Ma questo non significa che quel modello di business sia spacciato, anzi! É necessaria però una strategia diversa dal value ladder.

Immaginiamo tu venda un prodotto fisico dal costo importante e che non preveda un acquisto ripetuto nel tempo, come un divano (è difficile che un cliente compri un divano in pelle di bassa qualità, per poi tornare in negozio tre mesi dopo per comprare la versione premium).

Invece di avere un value ladder che coltiva la relazione con il cliente nel tempo, il tuo modello di vendita sarà strutturato con un prodotto core (il divano) e una serie prodotti collaterali e complementari da vendere in cross-sell.

Il tuo negozio di arredamento venderà quindi il divano al cliente, proponendo di aggiungere all’offerta un tavolo, due lampade o delle tende in combinato.

Il value ladder è sempre esistito!

É meglio che il buon Russel Brunson si metta il cuore in pace: il value ladder non l’ha inventato lui, è sempre esistito, da che mondo è mondo 😉

Ogni azienda di successo segue un modello simile al value ladder, anche senza chiamarlo così o senza averlo mai pianificato a tavolino.

Immagina il panificio della tua città: a livello 1 potrebbe attrarti con l’invitante profumo di pane che esce dal negozio (chi è che non si sente più felice passando davanti ad un panificio con la porta aperta? :).

Al livello 2 ti vende 1 Kg di pane (il guadagno non è sul singolo Kg di pane, ma sul fatto che ne acquisterai molti altri in futuro).

Al livello 3 ti propone di acquistare 4 teglie di pizza per la festa di compleanno di tuo figlio (quindi un prodotto di valore maggiore).

L’ultimo livello è dedicato ad un prodotto in abbonamento: ogni 2 giorni ti consegna a casa il pane fresco, con abbonamento mensile/semestrale/annuale (ed il cash-flow del panificio ringrazia).

Conclusione: è tutta questione di valore

In un’economia sempre più concorrenziale, la tua azienda ha due opzioni: vendere in base al prezzo o fondandosi sul valore offerto.

Nel primo caso, non ho nulla da suggerirti, tranne che augurarti in bocca al lupo! 😉

Se hai (saggiamente) optato per la seconda opzione, dimostrare ai clienti il valore che puoi offrire richiede la costruzione di una relazione di fiducia.
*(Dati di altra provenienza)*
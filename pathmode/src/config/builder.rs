//! Builder that assembles a validated configuration from every source.

use std::path::{Path, PathBuf};

use crate::config::environment::EnvironmentConfig;
use crate::config::loader::ConfigLoader;
use crate::config::merger::ConfigMerger;
use crate::config::schema::Config;
use crate::config::validator::ConfigValidator;
use crate::error::Result;

/// Builds a [`Config`] by layering defaults, files, environment variables,
/// and programmatic overrides, then validating the result.
///
/// The built configuration has every field except `host_workspace_root`
/// populated.
///
/// # Examples
///
/// ```
/// use pathmode::config::{Config, ConfigBuilder};
/// use pathmode::OverrideMode;
///
/// let config = ConfigBuilder::new()
///     .skip_files()
///     .skip_env()
///     .with_config(Config {
///         mode: Some(OverrideMode::Docker),
///         ..Default::default()
///     })
///     .build()
///     .unwrap();
///
/// assert_eq!(config.mode, Some(OverrideMode::Docker));
/// assert_eq!(config.container_project_root.as_deref(), Some("/app/project"));
/// ```
#[derive(Debug, Clone, Default)]
pub struct ConfigBuilder {
    working_dir: Option<PathBuf>,
    data_dir: Option<PathBuf>,
    skip_files: bool,
    skip_env: bool,
    overrides: Option<Config>,
}

impl ConfigBuilder {
    /// Creates a builder that reads every source.
    #[must_use]
    pub fn new() -> Self {
        Self::default()
    }

    /// Directory to start project-file discovery from (default: current dir).
    #[must_use]
    pub fn with_working_dir(mut self, dir: &Path) -> Self {
        self.working_dir = Some(dir.to_path_buf());
        self
    }

    /// Directory holding the user `config.yaml` (default: `~/.pathmode`).
    #[must_use]
    pub fn with_data_dir(mut self, dir: &Path) -> Self {
        self.data_dir = Some(dir.to_path_buf());
        self
    }

    /// Ignore user and project configuration files.
    #[must_use]
    pub fn skip_files(mut self) -> Self {
        self.skip_files = true;
        self
    }

    /// Ignore `MCP_*` environment variables.
    #[must_use]
    pub fn skip_env(mut self) -> Self {
        self.skip_env = true;
        self
    }

    /// Highest-precedence overrides applied after every other source.
    #[must_use]
    pub fn with_config(mut self, config: Config) -> Self {
        self.overrides = Some(config);
        self
    }

    /// Loads, merges, and validates the configuration.
    ///
    /// # Errors
    ///
    /// Returns an error if a configuration file cannot be read or parsed,
    /// an environment variable is malformed, or the result fails validation.
    pub fn build(self) -> Result<Config> {
        let mut config = if self.skip_files {
            Config::default()
        } else {
            let working_dir = match self.working_dir {
                Some(dir) => dir,
                None => std::env::current_dir()?,
            };
            let sources = ConfigLoader::load_all(&working_dir, self.data_dir.as_deref())?;
            for source in &sources {
                ConfigValidator::validate(&source.config).inspect_err(|_| {
                    log::debug!("Invalid configuration in {}", source.path.display());
                })?;
            }
            ConfigMerger::merge(sources)
        };

        if !self.skip_env {
            EnvironmentConfig::apply_overrides(&mut config)?;
        }

        if let Some(ref overrides) = self.overrides {
            ConfigMerger::merge_into(&mut config, overrides);
        }

        Self::fill_defaults(&mut config);
        ConfigValidator::validate(&config)?;

        Ok(config)
    }

    /// Populates unset fields; configured anchors replace the default set.
    fn fill_defaults(config: &mut Config) {
        let defaults = Config::with_defaults();
        config.mode = config.mode.or(defaults.mode);
        config.debug = config.debug.or(defaults.debug);
        if config.container_project_root.is_none() {
            config.container_project_root = defaults.container_project_root;
        }
        if config.container_workspace_root.is_none() {
            config.container_workspace_root = defaults.container_workspace_root;
        }
        if config.project_anchors.is_none() {
            config.project_anchors = defaults.project_anchors;
        }
        if config.app_root.is_none() {
            config.app_root = defaults.app_root;
        }
    }
}
//! Command to show the detected execution mode.

use crate::error::CliError;
use crate::utils::{build_runtime, write_json, GlobalOptions, OutputFormat};
use clap::Args;
use std::io::{self, Write};

/// Show the detected execution mode.
#[derive(Args)]
pub struct ModeCommand {
    /// Include the evidence each detection tier observed
    #[arg(long)]
    pub evidence: bool,

    /// Output format
    #[arg(long, value_enum, default_value_t = OutputFormat::Text)]
    pub format: OutputFormat,
}

impl ModeCommand {
    pub fn execute(self, global: &GlobalOptions) -> Result<(), CliError> {
        let mut global = global.clone();
        // Evidence is only recorded in debug mode.
        global.debug |= self.evidence;

        let runtime = build_runtime(&global)?;
        let detection = runtime.detection();

        if self.format == OutputFormat::Json {
            return write_json(detection);
        }

        let stdout = io::stdout();
        let mut handle = stdout.lock();
        writeln!(handle, "{} ({})", detection.mode, detection.method)?;
        if self.evidence {
            for item in runtime.evidence().unwrap_or_default() {
                writeln!(handle, "  {item}")?;
            }
        }
        Ok(())
    }
}
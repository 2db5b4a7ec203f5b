//! Property-based tests for path conversion.

use super::{ConversionContext, ConversionRule, PathConverter, PathSyntax, ProjectAnchor};
use crate::detect::ExecutionMode;
use proptest::prelude::*;

fn segment_strategy() -> impl Strategy<Value = String> {
    prop_oneof![
        8 => "[A-Za-z0-9_-]{1,12}",
        1 => Just("project".to_string()),
        1 => Just("Zen-MCP-Server".to_string()),
        1 => Just("..".to_string()),
    ]
}

fn segments_strategy() -> impl Strategy<Value = Vec<String>> {
    prop::collection::vec(segment_strategy(), 0..6)
}

// Any path shape the converter recognizes, with mixed separators.
fn input_strategy() -> impl Strategy<Value = String> {
    (0..6usize, "[a-zA-Z]", segments_strategy(), any::<bool>()).prop_map(
        |(shape, drive, segments, backslash)| {
            let sep = if backslash { "\\" } else { "/" };
            let body = segments.join(sep);
            match shape {
                0 => format!("{drive}:{sep}{body}"),
                1 => format!("\\\\{body}"),
                2 => format!("/mnt/{}/{body}", drive.to_lowercase()),
                3 => format!("/{}", segments.join("/")),
                4 => format!("/app/project/{}", segments.join("/")),
                _ => body,
            }
        },
    )
}

fn container() -> PathConverter {
    let ctx = ConversionContext::new(ExecutionMode::Containerized, "/app/project", "/workspace")
        .with_host_workspace_root(Some(r"C:\Users\dev\external".to_string()));
    PathConverter::new(ctx, ProjectAnchor::default())
}

fn host() -> PathConverter {
    PathConverter::new(ConversionContext::default(), ProjectAnchor::default())
}

proptest! {
    #![proptest_config(ProptestConfig {
        cases: 2000,
        .. ProptestConfig::default()
    })]

    // convert(convert(p)) == convert(p)
    #[test]
    fn container_conversion_idempotent(input in input_strategy()) {
        let converter = container();
        let once = converter.convert(&input);
        prop_assert_eq!(converter.convert(&once), once);
    }

    // Converted paths are canonical and use only forward slashes.
    #[test]
    fn container_output_is_canonical(input in input_strategy()) {
        let converter = container();
        let converted = converter.convert(&input);
        prop_assert!(!converted.contains('\\'));
        prop_assert_eq!(converter.classify(&converted), PathSyntax::AlreadyCanonical);
    }

    // `..` is resolved before rehoming, so output never climbs out of a root.
    #[test]
    fn container_output_has_no_parent_segments(input in input_strategy()) {
        let converted = container().convert(&input);
        prop_assert!(!super::syntax::has_parent_segment(&converted), "{} -> {}", input, converted);
        let under_root = ["/app/project", "/workspace"]
            .iter()
            .any(|root| super::syntax::is_under_root(&converted, root));
        prop_assert!(under_root);
    }

    #[test]
    fn host_conversion_is_identity(input in input_strategy().prop_filter("non-empty", |s| !s.is_empty())) {
        let converted = host().convert_detailed(&input);
        prop_assert_eq!(converted.path, input);
        prop_assert_eq!(converted.rule, ConversionRule::Identity);
    }

    // Classification never depends on which separator was used.
    #[test]
    fn separator_choice_does_not_change_windows_class(drive in "[a-zA-Z]", segments in segments_strategy()) {
        let roots = ["/app/project", "/workspace"];
        let forward = format!("{drive}:/{}", segments.join("/"));
        let backward = format!("{drive}:\\{}", segments.join("\\"));
        prop_assert_eq!(super::classify(&forward, &roots), super::classify(&backward, &roots));
    }
}
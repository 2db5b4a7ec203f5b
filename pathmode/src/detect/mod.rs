//! Execution-mode detection: am I inside a container or on the host?
//!
//! Detection is a short-circuiting chain of tiers (explicit override,
//! native container indicators, runtime heuristics) evaluated through a
//! [`SystemProbe`]. See [`ModeDetector`] for the exact order.
//!
//! # Examples
//!
//! ```
//! use pathmode::detect::{DetectionSettings, ModeDetector, StaticProbe};
//! use pathmode::{ExecutionMode, OverrideMode};
//!
//! let probe = StaticProbe::host_like().with_file("/.dockerenv", "");
//! let settings = DetectionSettings {
//!     override_mode: OverrideMode::Local,
//!     ..Default::default()
//! };
//!
//! // The explicit override wins over the marker file.
//! let result = ModeDetector::new(&probe, &settings).detect();
//! assert_eq!(result.mode, ExecutionMode::Host);
//! ```

mod detector;
mod platform;
mod probe;
mod types;

pub use detector::{
    DetectionSettings, ModeDetector, CGROUP_PATH, CGROUP_RUNTIME_MARKERS, CONTAINER_ENV_VARS,
    DEFAULT_APP_ROOT, DOCKERENV_PATH, HOSTNAME_PATH, LOG_DIR_PATH, SYSTEM_BIN_DIRS,
};
pub use platform::{PlatformInfo, PROC_VERSION_PATH};
pub use probe::{HostProbe, StaticProbe, SystemProbe};
pub use types::{DetectionMethod, DetectionResult, Evidence, ExecutionMode, OverrideMode};
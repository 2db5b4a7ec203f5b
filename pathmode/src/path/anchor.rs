//! Project anchor tokens.

use serde::Serialize;

/// Directory names that mark where a project begins inside a host path.
///
/// When a host path contains an anchor segment, everything after the first
/// such segment (scanning from the root) is re-homed under the container
/// project root. Matching is whole-segment and ASCII case-insensitive.
///
/// # Examples
///
/// ```
/// use pathmode::path::ProjectAnchor;
///
/// let anchor = ProjectAnchor::default();
/// let segments: Vec<String> = ["Users", "G", "Zen-MCP-Server", "tools", "a.py"]
///     .iter()
///     .map(ToString::to_string)
///     .collect();
/// assert_eq!(anchor.find_in(&segments), Some(2));
/// ```
#[derive(Debug, Clone, PartialEq, Eq, Serialize)]
pub struct ProjectAnchor {
    tokens: Vec<String>,
}

impl ProjectAnchor {
    /// Tokens used when none are configured.
    pub const DEFAULT_TOKENS: [&'static str; 3] = ["zen-mcp-server", "mcp-server", "project"];

    /// Creates an anchor set, dropping blank and duplicate tokens.
    pub fn new<I, S>(tokens: I) -> Self
    where
        I: IntoIterator<Item = S>,
        S: AsRef<str>,
    {
        let mut unique: Vec<String> = Vec::new();
        for token in tokens {
            let token = token.as_ref().trim();
            if token.is_empty() || unique.iter().any(|t| t.eq_ignore_ascii_case(token)) {
                continue;
            }
            unique.push(token.to_string());
        }
        Self { tokens: unique }
    }

    /// The configured tokens, in priority-free order.
    #[must_use]
    pub fn tokens(&self) -> &[String] {
        &self.tokens
    }

    /// Whether `segment` equals any token.
    #[must_use]
    pub fn matches(&self, segment: &str) -> bool {
        self.tokens.iter().any(|t| t.eq_ignore_ascii_case(segment))
    }

    /// Index of the first anchor segment, scanning from the root.
    #[must_use]
    pub fn find_in(&self, segments: &[String]) -> Option<usize> {
        segments.iter().position(|segment| self.matches(segment))
    }
}

impl Default for ProjectAnchor {
    fn default() -> Self {
        Self::new(Self::DEFAULT_TOKENS)
    }
}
É proprio questo l’obiettivo del value ladder: permetterti di costruire un rapporto nel tempo con i tuoi clienti, fornendo loro più possibilità di acquisto e, allo stesso tempo, dare alla tua azienda la possibilità di monetizzare i clienti in fasi precedenti all’offerta high-ticket/premium (ancora, il cash-flow ringrazia).